Tam, gdzie więcej błędów, tam potrzeba większej miłości, by je naprawić, tam gdzie poraniliśmy się mocno, potrzeba więcej wzajemnej troski, życzliwości, by te zranienia zagoić. I bliskie jest to słowom św. Pawła: „Gdzie wzmógł się grzech, tam jeszcze obficiej rozlała się łaska” (Rz 5, 20). Tylko warto tę łaskę zauważyć i chcieć z niej skorzystać. Pan Bóg podpowiada, w jaki sposób wyjść z kryzysu. Modlitwa jest środkiem do otwarcia się na łaskę zauważenia tego. Może to być np. wyjazd na rekolekcje.

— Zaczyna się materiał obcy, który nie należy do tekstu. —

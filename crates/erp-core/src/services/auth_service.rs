// ============================================================================
// ERP Core - Authentication Service
// File: crates/erp-core/src/services/auth_service.rs
// ============================================================================
//! Authentication service: tenant registration, login, token validation.

use std::sync::Arc;

use serde::Serialize;
use tracing::{info, warn};
use uuid::Uuid;

use erp_security::jwt::JwtService;
use erp_security::password::PasswordService;
use erp_shared::constants::{MAX_PASSWORD_LENGTH, MIN_PASSWORD_LENGTH};
use erp_shared::utils::mask_email;

use crate::authorization::Session;
use crate::domain::{SubscriptionPlan, Tenant, User, UserRole};
use crate::error::DomainError;
use crate::repositories::{TenantRepository, UserRepository};

pub struct AuthService {
    users: Arc<dyn UserRepository>,
    tenants: Arc<dyn TenantRepository>,
    jwt: JwtService,
}

impl AuthService {
    pub fn new(
        users: Arc<dyn UserRepository>,
        tenants: Arc<dyn TenantRepository>,
        jwt_secret: String,
        token_expiry_hours: i64,
    ) -> Self {
        Self {
            users,
            tenants,
            jwt: JwtService::new(jwt_secret, token_expiry_hours),
        }
    }

    /// Register a new tenant with its admin user.
    pub async fn register(
        &self,
        email: &str,
        password: &str,
        company_name: &str,
    ) -> Result<AuthResult, DomainError> {
        info!("Registration attempt for email: {}", mask_email(email));

        if password.len() < MIN_PASSWORD_LENGTH || password.len() > MAX_PASSWORD_LENGTH {
            return Err(DomainError::ValidationError(format!(
                "Password must be between {} and {} characters",
                MIN_PASSWORD_LENGTH, MAX_PASSWORD_LENGTH
            )));
        }

        // 1. Check if email already exists
        if self.users.find_by_email(email).await?.is_some() {
            warn!(
                "Registration failed: email already exists: {}",
                mask_email(email)
            );
            return Err(DomainError::EmailAlreadyExists(email.to_string()));
        }

        // 2. Hash password
        let password_hash = PasswordService::hash(password)
            .map_err(|e| DomainError::PasswordHashError(e.to_string()))?;

        // 3. Build tenant and admin user entities
        let tenant = Tenant::new(company_name.to_string(), email.to_string())?;
        let admin = User::new_admin(tenant.id, email.to_string(), password_hash)?;

        // 4. Persist both in one transaction
        let (tenant, user) = self.tenants.create_with_admin(&tenant, &admin).await?;

        // 5. Issue session token with the tenant binding
        let token = self.issue_token(&user)?;

        info!("Registration successful for: {}", mask_email(email));

        Ok(AuthResult {
            token,
            user: UserInfo::new(&user, Some(&tenant)),
        })
    }

    /// Login with email and password. Unknown email and wrong password both
    /// collapse to `InvalidCredentials`; the response never reveals which.
    pub async fn login(&self, email: &str, password: &str) -> Result<AuthResult, DomainError> {
        info!("Login attempt for email: {}", mask_email(email));

        let user = self
            .users
            .find_by_email(email)
            .await?
            .ok_or_else(|| {
                warn!("Login failed: email not found: {}", mask_email(email));
                DomainError::InvalidCredentials
            })?;

        let password_valid = PasswordService::verify(password, &user.password_hash)
            .map_err(|_e| DomainError::InvalidCredentials)?;

        if !password_valid {
            warn!("Login failed: invalid password for: {}", mask_email(email));
            return Err(DomainError::InvalidCredentials);
        }

        let tenant = match user.tenant_id {
            Some(tenant_id) => self.tenants.find_by_id(&tenant_id).await?,
            None => None,
        };

        let token = self.issue_token(&user)?;

        info!("Login successful for: {}", mask_email(email));

        Ok(AuthResult {
            token,
            user: UserInfo::new(&user, tenant.as_ref()),
        })
    }

    /// Validate a bearer token and derive the session scoping all data
    /// access. Invalid or expired tokens are rejected as `Forbidden`.
    pub fn authenticate(&self, token: &str) -> Result<Session, DomainError> {
        let claims = self.jwt.validate_token(token).map_err(|e| {
            warn!("Token validation failed: {}", e);
            DomainError::Forbidden
        })?;

        let user_id = Uuid::parse_str(&claims.sub).map_err(|_| DomainError::Forbidden)?;
        let role = UserRole::from_str(&claims.role).ok_or(DomainError::Forbidden)?;

        Ok(Session::new(user_id, claims.tenant_id, role))
    }

    fn issue_token(&self, user: &User) -> Result<String, DomainError> {
        self.jwt
            .generate_token(&user.id, user.tenant_id, &user.email, user.role.as_str())
            .map_err(|e| DomainError::TokenGenerationError(e.to_string()))
    }
}

/// Result of successful login or registration
#[derive(Debug, Clone, Serialize)]
pub struct AuthResult {
    pub token: String,
    pub user: UserInfo,
}

/// User info returned in auth responses
#[derive(Debug, Clone, Serialize)]
pub struct UserInfo {
    pub id: Uuid,
    pub email: String,
    #[serde(skip_serializing_if = "Option::is_none")]
    pub tenant_id: Option<Uuid>,
    #[serde(skip_serializing_if = "Option::is_none")]
    pub company_name: Option<String>,
    pub role: UserRole,
    #[serde(skip_serializing_if = "Option::is_none")]
    pub subscription: Option<SubscriptionPlan>,
}

impl UserInfo {
    fn new(user: &User, tenant: Option<&Tenant>) -> Self {
        Self {
            id: user.id,
            email: user.email.clone(),
            tenant_id: user.tenant_id,
            company_name: tenant.map(|t| t.company_name.clone()),
            role: user.role,
            subscription: tenant.map(|t| t.plan),
        }
    }
}

#[cfg(test)]
mod tests {
    use super::*;
    use crate::repositories::tenant_repository::MockTenantRepository;
    use crate::repositories::user_repository::MockUserRepository;

    const SECRET: &str = "test-secret";

    fn service(users: MockUserRepository, tenants: MockTenantRepository) -> AuthService {
        AuthService::new(Arc::new(users), Arc::new(tenants), SECRET.to_string(), 24)
    }

    fn stored_admin(email: &str, password: &str) -> (User, Tenant) {
        let tenant = Tenant::new("Acme".to_string(), email.to_string()).unwrap();
        let hash = PasswordService::hash(password).unwrap();
        let user = User::new_admin(tenant.id, email.to_string(), hash).unwrap();
        (user, tenant)
    }

    #[tokio::test]
    async fn test_register_issues_tenant_bound_token() {
        let mut users = MockUserRepository::new();
        users.expect_find_by_email().returning(|_| Ok(None));

        let mut tenants = MockTenantRepository::new();
        tenants
            .expect_create_with_admin()
            .returning(|t, u| Ok((t.clone(), u.clone())));

        let service = service(users, tenants);
        let result = service
            .register("a@x.com", "correct-horse", "Acme")
            .await
            .unwrap();

        assert_eq!(result.user.email, "a@x.com");
        assert_eq!(result.user.role, UserRole::Admin);
        assert_eq!(result.user.company_name.as_deref(), Some("Acme"));

        // The issued token round-trips into a session scoped to the new tenant.
        let session = service.authenticate(&result.token).unwrap();
        assert_eq!(session.tenant_id, result.user.tenant_id);
        assert_eq!(session.role, UserRole::Admin);
    }

    #[tokio::test]
    async fn test_register_duplicate_email_conflicts() {
        let (existing, _) = stored_admin("a@x.com", "password123");

        let mut users = MockUserRepository::new();
        users
            .expect_find_by_email()
            .returning(move |_| Ok(Some(existing.clone())));

        let mut tenants = MockTenantRepository::new();
        tenants.expect_create_with_admin().times(0);

        let service = service(users, tenants);
        let err = service
            .register("a@x.com", "password123", "Acme Two")
            .await
            .unwrap_err();

        assert!(matches!(err, DomainError::EmailAlreadyExists(_)));
    }

    #[tokio::test]
    async fn test_register_short_password_rejected() {
        let service = service(MockUserRepository::new(), MockTenantRepository::new());
        let err = service.register("a@x.com", "short", "Acme").await.unwrap_err();
        assert!(matches!(err, DomainError::ValidationError(_)));
    }

    #[tokio::test]
    async fn test_login_success() {
        let (user, tenant) = stored_admin("a@x.com", "correct-horse");
        let tenant_clone = tenant.clone();

        let mut users = MockUserRepository::new();
        users
            .expect_find_by_email()
            .returning(move |_| Ok(Some(user.clone())));

        let mut tenants = MockTenantRepository::new();
        tenants
            .expect_find_by_id()
            .returning(move |_| Ok(Some(tenant_clone.clone())));

        let service = service(users, tenants);
        let result = service.login("a@x.com", "correct-horse").await.unwrap();

        assert_eq!(result.user.company_name.as_deref(), Some("Acme"));
        let session = service.authenticate(&result.token).unwrap();
        assert_eq!(session.tenant_id, Some(tenant.id));
    }

    #[tokio::test]
    async fn test_login_wrong_password_and_unknown_email_look_identical() {
        let (user, _) = stored_admin("a@x.com", "correct-horse");

        let mut users = MockUserRepository::new();
        users.expect_find_by_email().returning(move |email| {
            if email == "a@x.com" {
                Ok(Some(user.clone()))
            } else {
                Ok(None)
            }
        });

        let service = service(users, MockTenantRepository::new());

        let wrong_password = service.login("a@x.com", "wrong").await.unwrap_err();
        let unknown_email = service.login("nobody@x.com", "wrong").await.unwrap_err();

        assert!(matches!(wrong_password, DomainError::InvalidCredentials));
        assert!(matches!(unknown_email, DomainError::InvalidCredentials));
    }

    #[tokio::test]
    async fn test_authenticate_garbage_token_forbidden() {
        let service = service(MockUserRepository::new(), MockTenantRepository::new());
        let err = service.authenticate("not-a-jwt").unwrap_err();
        assert!(matches!(err, DomainError::Forbidden));
    }
}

Najważniejsza jest wiara, że z problemu można wyjść, że na ogół nie jest tak źle, jak się wydaje na początku, trzeba tylko uwierzyć we własne siły i zaufać Panu Bogu, który te siły daje i zawsze chce, by nasze kręte drogi stały się prostymi. Takie poczucie nadziei daje choćby weekend rekolekcyjny Spotkań Małżeńskich.  – Po rekolekcjach nasze problemy nie zmieniły się, ale my patrzymy na nie inaczej – napisał ktoś po wzięciu w nich udziału. Takich świadectw słyszymy więcej. Potrzebna jest diagnoza sytuacji, bez ocen, bez obwiniania ani szukania kozłów ofiarnych. Potrzebna jest akceptacja, że przeżywamy kryzys, w którym uczestniczymy oboje, w który oboje jesteśmy uwikłani i z którego razem możemy wyjść. Powinniśmy się wspierać nawzajem w wychodzeniu z kryzysu. Takie podejście do sprawy jest szansą rozwoju, szansą odbicia się od najgłębszego dna. Jest krokiem w kierunku miłości coraz dojrzalszej, pięknej.

Irena i Jerzy Grzybowscy

  1. Artykuł ukazał się tygodniku „Niedziela” z 12 stycznia 2019 r.